SUPPLIED DATA below:

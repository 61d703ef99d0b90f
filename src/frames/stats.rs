//! Summary statistics over a frame stream.

use std::collections::BTreeMap;

use serde::Serialize;

use super::{FrameIterator, Message, MessageKind};
use crate::error::Result;

/// Summary statistics from frame iteration.
#[derive(Debug, Clone, Default, PartialEq, Eq, Serialize)]
pub struct DemoStats {
    /// Total number of frames.
    pub frame_count: usize,

    /// Tick of the first frame.
    pub first_tick: Option<u32>,

    /// Tick of the last frame.
    pub last_tick: Option<u32>,

    /// Number of messages seen per kind.
    pub message_counts: BTreeMap<MessageKind, usize>,

    /// Payload bytes of unmodelled messages that were skipped.
    pub skipped_bytes: u64,
}

impl DemoStats {
    /// Calculates statistics by draining a frame iterator.
    ///
    /// # Errors
    ///
    /// Returns the first decoding error encountered.
    pub fn from_frames(iter: FrameIterator<'_>) -> Result<Self> {
        let mut stats = DemoStats::default();

        for frame in iter {
            let frame = frame?;
            stats.frame_count += 1;
            stats.first_tick.get_or_insert(frame.tick);
            stats.last_tick = Some(frame.tick);

            for message in &frame.messages {
                *stats.message_counts.entry(message.kind()).or_default() += 1;
                if let Message::Other { length, .. } = message {
                    stats.skipped_bytes += u64::from(*length);
                }
            }
        }

        Ok(stats)
    }

    /// Returns how many messages of `kind` were decoded.
    #[must_use]
    pub fn count(&self, kind: MessageKind) -> usize {
        self.message_counts.get(&kind).copied().unwrap_or(0)
    }

    /// Returns the number of ticks between the first and last frame, inclusive.
    ///
    /// Widened to `u64` so a span over the whole tick range does not overflow.
    #[must_use]
    pub fn tick_span(&self) -> u64 {
        match (self.first_tick, self.last_tick) {
            (Some(first), Some(last)) => u64::from(last - first) + 1,
            _ => 0,
        }
    }
}
//! Frame and message decoding for the demo frame stream.
//!
//! After the header, a demo is a sequence of frames. Each packet frame holds
//! a tick index and the messages recorded during that tick:
//!
//! | Size | Type | Field |
//! |------|------|-------|
//! | 1 | u8 | Frame command (0x02 packet, 0x07 stop) |
//! | 4 | u32 LE | Tick index (packet frames only) |
//! | var | messages | `(kind, payload)` pairs |
//! | 1 | u8 | 0x00 terminator |
//!
//! - [`FrameIterator`] - lazy, forward-only frame decoding
//! - [`Message`] - the decoded message variants
//! - [`DemoStats`] - summary statistics over a frame stream

mod message;
mod reader;
mod stats;

pub use message::{
    EntityId, Message, MessageKind, Property, PropertyKey, StringTableEntry,
};
pub use reader::FrameIterator;
pub use stats::DemoStats;

/// All messages recorded for a single tick.
#[derive(Debug, Clone, PartialEq)]
pub struct Frame {
    /// Tick index; strictly increasing across frames.
    pub tick: u32,

    /// Messages in recording order.
    pub messages: Vec<Message>,

    /// Byte offset of the frame command in the demo buffer.
    pub offset: usize,
}

impl Frame {
    /// Returns whether this frame carries no messages.
    #[must_use]
    pub fn is_empty(&self) -> bool {
        self.messages.is_empty()
    }
}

End of SUPPLIED DATA.

REQUIRED WORK: Gather all lines from the records above in which "Returns" appears.

SOLUTION TO THIS EXERCISE:
    /// Returns the first decoding error encountered.
    /// Returns how many messages of `kind` were decoded.
    /// Returns the number of ticks between the first and last frame, inclusive.
    /// Returns whether this frame carries no messages.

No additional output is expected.